== EXERCISE DATA ==
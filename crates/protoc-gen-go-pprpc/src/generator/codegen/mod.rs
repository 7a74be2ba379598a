//! Renders a [`GeneratedUnit`] as Go source text.

mod imports;
mod writer;

pub(crate) use imports::ImportAliases;
use writer::CodeWriter;

use crate::generator::ast::{
  AdapterFunction, AdapterStep, Declaration, ERR_VAR, ErrorPolicy, ErrorTranslation, GeneratedUnit, GoType,
  ServiceWrapper, TRANSPORT_INPUT_VAR, TransformCall, TypeName, UseCaseCall,
};

pub(crate) const GENERATED_CODE_MARKER: &str = "// Code generated by protoc-gen-go-pprpc. DO NOT EDIT.";

pub(crate) fn render(unit: &GeneratedUnit) -> anyhow::Result<String> {
  GoFileRenderer::new(unit).render()
}

struct GoFileRenderer<'a> {
  unit: &'a GeneratedUnit,
  imports: ImportAliases,
}

impl<'a> GoFileRenderer<'a> {
  fn new(unit: &'a GeneratedUnit) -> Self {
    Self {
      unit,
      imports: ImportAliases::allocate(unit),
    }
  }

  fn render(&self) -> anyhow::Result<String> {
    let mut w = CodeWriter::new();

    w.line(GENERATED_CODE_MARKER);
    w.line(format!("// source: {}", self.unit.source));
    w.blank_line();
    w.line(format!("package {}", self.unit.package_name));
    w.blank_line();

    let specs = self.imports.specs();
    if !specs.is_empty() {
      w.line("import (");
      for (path, alias) in specs {
        w.line(format!("\t{alias} {}", go_string(path.as_str())));
      }
      w.line(")");
      w.blank_line();
    }

    for (index, declaration) in self.unit.declarations.iter().enumerate() {
      if index > 0 {
        w.blank_line();
      }
      match declaration {
        Declaration::ServiceWrapper(wrapper) => self.service_wrapper(&mut w, wrapper)?,
        Declaration::AdapterFunction(function) => self.adapter_function(&mut w, function)?,
        Declaration::ErrorTranslation(routine) => self.error_translation(&mut w, routine)?,
      }
    }

    Ok(w.into_inner())
  }

  fn type_expr(&self, ty: &GoType) -> anyhow::Result<String> {
    let name = match &ty.name {
      TypeName::Imported(ident) => self.imports.qualify(ident)?,
      TypeName::Local(name) => name.clone(),
    };
    Ok(if ty.pointer { format!("*{name}") } else { name })
  }

  fn service_wrapper(&self, w: &mut CodeWriter, wrapper: &ServiceWrapper) -> anyhow::Result<()> {
    let use_case = self.imports.qualify(&wrapper.use_case)?;
    w.block(format!("type {} struct", wrapper.name), |w| {
      w.line(format!("{} {use_case}", wrapper.field));
      Ok(())
    })
  }

  fn adapter_function(&self, w: &mut CodeWriter, function: &AdapterFunction) -> anyhow::Result<()> {
    let header = format!(
      "func ({} {}) {}(_ {}, {TRANSPORT_INPUT_VAR} {}) ({}, error)",
      function.receiver,
      function.receiver_type,
      function.name,
      self.imports.qualify(&function.context)?,
      self.type_expr(&function.input)?,
      self.type_expr(&function.output)?,
    );

    w.block(header, |w| {
      for step in &function.steps {
        self.adapter_step(w, step)?;
      }
      Ok(())
    })
  }

  fn adapter_step(&self, w: &mut CodeWriter, step: &AdapterStep) -> anyhow::Result<()> {
    match step {
      AdapterStep::DeclareLocals(locals) => {
        for local in locals {
          w.line(format!("var {} {}", local.name, self.type_expr(&local.ty)?));
        }
        w.blank_line();
      }
      AdapterStep::TransformInput(call) | AdapterStep::TransformOutput(call) => {
        self.transform_call(w, call)?;
        w.blank_line();
      }
      AdapterStep::InvokeUseCase(call) => {
        self.use_case_call(w, call)?;
        w.blank_line();
      }
      AdapterStep::ReturnOutput { output } => w.line(format!("return &{output}, nil")),
    }
    Ok(())
  }

  fn transform_call(&self, w: &mut CodeWriter, call: &TransformCall) -> anyhow::Result<()> {
    let function = self.imports.qualify(&call.function)?;
    w.block(
      format!(
        "if {ERR_VAR} = {function}({}, &{}); {ERR_VAR} != nil",
        call.source, call.target
      ),
      |w| {
        w.line(format!("return nil, {}", returned_error(&call.on_error)));
        Ok(())
      },
    )
  }

  fn use_case_call(&self, w: &mut CodeWriter, call: &UseCaseCall) -> anyhow::Result<()> {
    w.block(
      format!(
        "if {}, {ERR_VAR} = {}.{}.{}({}); {ERR_VAR} != nil",
        call.output, call.receiver, call.field, call.method, call.input
      ),
      |w| {
        w.line(format!("return nil, {}", returned_error(&call.on_error)));
        Ok(())
      },
    )
  }

  fn error_translation(&self, w: &mut CodeWriter, routine: &ErrorTranslation) -> anyhow::Result<()> {
    let transport_error = self.imports.qualify(&routine.transport_error)?;
    let new_error = self.imports.qualify(&routine.new_error)?;
    let internal_code = self.imports.qualify(&routine.internal_code)?;
    let wrap_error = self.imports.qualify(&routine.wrap_error)?;
    let errors_as = self.imports.qualify(&routine.errors_as)?;
    let sprintf = self.imports.qualify(&routine.sprintf)?;
    let domain_error = self.imports.qualify(&routine.domain_error)?;

    w.block(
      format!("func {}({ERR_VAR} error) {transport_error}", routine.name),
      |w| {
        w.line(format!(
          "twerr := {new_error}({internal_code}, {ERR_VAR}.Error())"
        ));
        w.line(format!("var domainErr {domain_error}"));
        w.block(format!("if {errors_as}({ERR_VAR}, &domainErr)"), |w| {
          w.line(format!(
            "twerr = twerr.WithMeta({}, {sprintf}(\"%d\", domainErr.{}))",
            go_string(&routine.meta_key),
            routine.code_field
          ));
          Ok(())
        })?;
        w.line(format!("return {wrap_error}(twerr, {ERR_VAR})"));
        Ok(())
      },
    )
  }
}

fn returned_error(policy: &ErrorPolicy) -> String {
  match policy {
    ErrorPolicy::Propagate => ERR_VAR.to_string(),
    ErrorPolicy::Translate { routine } => format!("{routine}({ERR_VAR})"),
  }
}

/// Interpreted Go string literal.
fn go_string(value: &str) -> String {
  let mut literal = String::with_capacity(value.len() + 2);
  literal.push('"');
  for c in value.chars() {
    match c {
      '"' => literal.push_str("\\\""),
      '\\' => literal.push_str("\\\\"),
      '\n' => literal.push_str("\\n"),
      '\t' => literal.push_str("\\t"),
      c => literal.push(c),
    }
  }
  literal.push('"');
  literal
}

#[cfg(test)]
mod tests {
  use super::*;

  #[test]
  fn test_go_string_escapes() {
    assert_eq!(go_string("domainCode"), "\"domainCode\"");
    assert_eq!(go_string("a\"b\\c"), "\"a\\\"b\\\\c\"");
    assert_eq!(go_string("line\nbreak"), "\"line\\nbreak\"");
  }

  #[test]
  fn test_returned_error() {
    assert_eq!(returned_error(&ErrorPolicy::Propagate), "err");
    assert_eq!(
      returned_error(&ErrorPolicy::Translate {
        routine: "transformTwirpError".to_string()
      }),
      "transformTwirpError(err)"
    );
  }
}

== WHAT THE EXERCISE ASKS ==
Copy out, from the material above, each line in which the string "qualify" is found.

== RESPONSE TO THE EXERCISE ==
      TypeName::Imported(ident) => self.imports.qualify(ident)?,
    let use_case = self.imports.qualify(&wrapper.use_case)?;
      self.imports.qualify(&function.context)?,
    let function = self.imports.qualify(&call.function)?;
    let transport_error = self.imports.qualify(&routine.transport_error)?;
    let new_error = self.imports.qualify(&routine.new_error)?;
    let internal_code = self.imports.qualify(&routine.internal_code)?;
    let wrap_error = self.imports.qualify(&routine.wrap_error)?;
    let errors_as = self.imports.qualify(&routine.errors_as)?;
    let sprintf = self.imports.qualify(&routine.sprintf)?;
    let domain_error = self.imports.qualify(&routine.domain_error)?;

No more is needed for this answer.